Stop seeing the input of information as something that only I need to see in my own hand-writing but something that says: “I’m doing it in a certain way that other professionals can take and use to provide levels of holistic care and combining all that into an expression of a holistic view of the patient.” We can take all of this information and re-present that based on who’s referring or looking at that.

John Crawford
We need to start joining up our health and social care systems because a lot of health and social care problems are very inter- related. And therefore we need to have a way of doing that and that implies that we need to know who your citizens are and what services they’re using.

The unique system identifier doesn’t have to be a database in the sky. It needs to be a set of technologies that allow you to identify who is who and link that information together in real time if necessary.

Think about how you’re going to join up your existing systems. It’s not going to be a federated model.

You then get the chance of designing orchestrated care: the idea of case management or being able to come up with a complete care package for somebody that involves lots of different elements provided by the state or by the private sector, and making the patient navigation much easier.

You have then got the option to go into co- production of health: to get the patients to do more themselves and to be more willing to take on more responsibility for their healthcare risks and issues.

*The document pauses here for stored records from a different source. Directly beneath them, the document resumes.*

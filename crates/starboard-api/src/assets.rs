use axum::{Json, body::Bytes, http::StatusCode, response::{IntoResponse, Response}};
use tracing::info;

use starboard_types::AssetType;
use starboard_types::api::CreateAssetRequest;
use starboard_types::models::Asset;

use crate::auth::{AppState, with_db};
use crate::convert::asset_from_row;
use crate::error::{ApiError, Result};
use crate::router::parse_body;

/// POST /assets — store an asset; the payload is kept as raw JSON.
pub async fn create_asset(state: &AppState, body: &Bytes) -> Result<Response> {
    let req: CreateAssetRequest = parse_body(body)?;

    if req.title.is_empty() {
        return Err(ApiError::Validation("Title is required".into()));
    }
    if req.asset_type.is_empty() {
        return Err(ApiError::Validation(
            "Type is required (chart, insight, or audience)".into(),
        ));
    }
    let asset_type: AssetType = req.asset_type.parse().map_err(|_| {
        ApiError::Validation(format!(
            "Invalid type '{}' (chart, insight, or audience)",
            req.asset_type
        ))
    })?;

    let data = req
        .data
        .unwrap_or_else(|| serde_json::Value::Object(Default::default()))
        .to_string();
    let title = req.title;
    let description = req.description;

    let row = with_db(state, move |db| {
        let id = db.create_asset(asset_type.as_str(), Some(&title), description.as_deref(), &data)?;
        db.get_asset_by_id(&id)
    })
    .await
    .map_err(|e| e.context("Failed to create asset"))?
    .ok_or_else(|| ApiError::Internal("created asset vanished".into()))?;

    let asset = asset_from_row(row)?;
    info!("Asset {} ({}) created", asset.id, asset.asset_type);
    Ok((StatusCode::CREATED, Json(asset)).into_response())
}

/// GET /assets/{id} — the stored record, payload undecoded.
pub async fn get_asset(state: &AppState, asset_id: String) -> Result<Response> {
    let row = with_db(state, move |db| db.get_asset_by_id(&asset_id))
        .await
        .map_err(|e| e.context("Failed to get asset"))?
        .ok_or_else(|| ApiError::NotFound("Asset not found".into()))?;

    Ok(Json(asset_from_row(row)?).into_response())
}

/// GET /assets
pub async fn list_assets(state: &AppState) -> Result<Response> {
    let rows = with_db(state, |db| db.list_assets())
        .await
        .map_err(|e| e.context("Failed to fetch assets"))?;

    let assets = rows
        .into_iter()
        .map(asset_from_row)
        .collect::<Result<Vec<Asset>>>()?;
    Ok(Json(assets).into_response())
}
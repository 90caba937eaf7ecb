pub mod api;
pub mod assets;
pub mod models;

pub use assets::{AssetData, AssetType, CodecError, decode_asset_data};
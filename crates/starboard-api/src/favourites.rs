use axum::{Json, body::Bytes, http::StatusCode, response::{IntoResponse, Response}};
use tracing::info;

use starboard_types::api::{AddFavouriteRequest, FavouriteResponse, UpdateFavouriteRequest};

use crate::auth::{AppState, with_db};
use crate::error::{ApiError, Result};
use crate::router::parse_body;

/// Every favourites operation is scoped to an existing user.
async fn ensure_user_exists(state: &AppState, user_id: &str) -> Result<()> {
    let uid = user_id.to_string();
    match with_db(state, move |db| db.get_user_by_id(&uid)).await {
        Ok(Some(_)) => Ok(()),
        Ok(None) => Err(ApiError::NotFound("user not found".into())),
        Err(e) => Err(e.context("failed to verify user")),
    }
}

/// GET /users/{id}/favourites
pub async fn list_favourites(state: &AppState, user_id: String) -> Result<Response> {
    ensure_user_exists(state, &user_id).await?;

    let favs = with_db(state, move |db| db.get_user_favourites(&user_id)).await?;
    Ok(Json(favs).into_response())
}

/// POST /users/{id}/favourites — add, or overwrite the description of an existing favourite.
pub async fn add_favourite(state: &AppState, user_id: String, body: &Bytes) -> Result<Response> {
    ensure_user_exists(state, &user_id).await?;

    let req: AddFavouriteRequest = parse_body(body)?;
    if req.asset_id.is_empty() {
        return Err(ApiError::Validation("asset_id is required".into()));
    }

    let (uid, aid, desc) = (user_id.clone(), req.asset_id.clone(), req.description.clone());
    with_db(state, move |db| db.add_favourite(&uid, &aid, desc.as_deref()))
        .await
        .map_err(|e| e.context("Failed to add favourite"))?;

    info!("User {} favourited asset {}", user_id, req.asset_id);
    Ok((
        StatusCode::CREATED,
        Json(FavouriteResponse {
            user_id,
            asset_id: req.asset_id,
            description: req.description,
            message: "Favourite added successfully".into(),
        }),
    )
        .into_response())
}

/// PATCH /users/{id}/favourites/{asset_id}
pub async fn update_favourite(
    state: &AppState,
    user_id: String,
    asset_id: String,
    body: &Bytes,
) -> Result<Response> {
    ensure_user_exists(state, &user_id).await?;

    let req: UpdateFavouriteRequest = parse_body(body)?;

    let (uid, aid, desc) = (user_id.clone(), asset_id.clone(), req.description.clone());
    with_db(state, move |db| db.update_favourite_description(&uid, &aid, desc.as_deref())).await?;

    Ok(Json(FavouriteResponse {
        user_id,
        asset_id,
        description: req.description,
        message: "Favourite updated successfully".into(),
    })
    .into_response())
}

/// DELETE /users/{id}/favourites/{asset_id}
pub async fn remove_favourite(state: &AppState, user_id: String, asset_id: String) -> Result<Response> {
    ensure_user_exists(state, &user_id).await?;

    let (uid, aid) = (user_id.clone(), asset_id.clone());
    with_db(state, move |db| db.remove_favourite(&uid, &aid)).await?;

    info!("User {} removed favourite {}", user_id, asset_id);
    Ok(StatusCode::NO_CONTENT.into_response())
}
use serde::{Deserialize, Serialize};

// -- JWT Claims --

/// Token claims. Only the subject and the validity window are bound.
#[derive(Debug, Clone, Serialize, Deserialize)]
pub struct Claims {
    pub sub: String,
    pub iat: usize,
    pub exp: usize,
}

// -- Auth --

#[derive(Debug, Deserialize)]
pub struct RegisterRequest {
    #[serde(default)]
    pub id: String,
    #[serde(default)]
    pub name: String,
    #[serde(default)]
    pub password: String,
}

#[derive(Debug, Deserialize)]
pub struct LoginRequest {
    #[serde(default)]
    pub id: String,
    #[serde(default)]
    pub password: String,
}

#[derive(Debug, Serialize, Deserialize)]
pub struct LoginResponse {
    pub token: String,
}

// -- Users --

#[derive(Debug, Deserialize)]
pub struct CreateUserRequest {
    #[serde(default)]
    pub id: Option<String>,
    #[serde(default)]
    pub name: String,
}

#[derive(Debug, Serialize, Deserialize)]
pub struct UserCreatedResponse {
    pub id: String,
    pub name: String,
}

// -- Assets --

#[derive(Debug, Deserialize)]
pub struct CreateAssetRequest {
    #[serde(rename = "type", default)]
    pub asset_type: String,
    #[serde(default)]
    pub title: String,
    pub description: Option<String>,
    pub data: Option<serde_json::Value>,
}

// -- Favourites --

#[derive(Debug, Deserialize)]
pub struct AddFavouriteRequest {
    #[serde(default)]
    pub asset_id: String,
    pub description: Option<String>,
}

#[derive(Debug, Deserialize)]
pub struct UpdateFavouriteRequest {
    pub description: Option<String>,
}

#[derive(Debug, Serialize, Deserialize)]
pub struct FavouriteResponse {
    pub user_id: String,
    pub asset_id: String,
    pub description: Option<String>,
    pub message: String,
}

// -- Errors --

#[derive(Debug, Serialize, Deserialize)]
pub struct ErrorResponse {
    pub error: String,
}
use chrono::{DateTime, Utc};
use serde::{Deserialize, Serialize};

use crate::assets::{AssetData, AssetType};

/// A user as exposed to clients. The password hash never leaves the store.
#[derive(Debug, Clone, PartialEq, Serialize, Deserialize)]
pub struct User {
    pub id: String,
    pub name: String,
    pub created_at: DateTime<Utc>,
}

/// A stored asset with its payload left undecoded.
#[derive(Debug, Clone, Serialize, Deserialize)]
pub struct Asset {
    pub id: String,
    #[serde(rename = "type")]
    pub asset_type: AssetType,
    pub title: Option<String>,
    pub description: Option<String>,
    pub data: serde_json::Value,
    pub created_at: DateTime<Utc>,
}

/// Join of a favourite with its asset, payload decoded by type.
#[derive(Debug, Clone, PartialEq, Serialize)]
pub struct FavouriteAsset {
    pub id: String,
    #[serde(rename = "type")]
    pub asset_type: AssetType,
    pub title: Option<String>,
    pub data: AssetData,
    pub description: Option<String>,
}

Today, healthcare systems almost wait until people walk in the door before they respond to them. If you’ve got the right data, you could accurately predict who is going to be admitted in the next two years.

You have could predict people who would benefit from screening and from early intervention, from some of the new treatments that are coming through from medical science.

Finally, you’ve got to think about the job of IT to improve health literacy. We need to give people the tools to understand how to make the right decisions every day affecting their healthcare.

Kevin McSorley
The focus is how the system responds to the critical incident and the people who are ill. Health should be about prevention and promotion looking forward. It’s not about who’s ill; it’s about everybody.

Bernie Hannigan
It should be when they switch on the computer or whatever the link is where it is delivered to them. Cancer Research UK is partnering with Wikipedia to ensure that the cancer information that is online is actually accurate and doesn’t create a whole new bunch of unnecessarily worried people: empowering people through accurate knowledge.

John Crawford
There’s another, even more expensive, category which is the ‘unworried unwell’. People who are basically taking many different health risks knowing that they can fall back on the healthcare system.

Maybe you’ve got to take a very different approach to that particular population. I don’t know what it is but technology can play a part in it.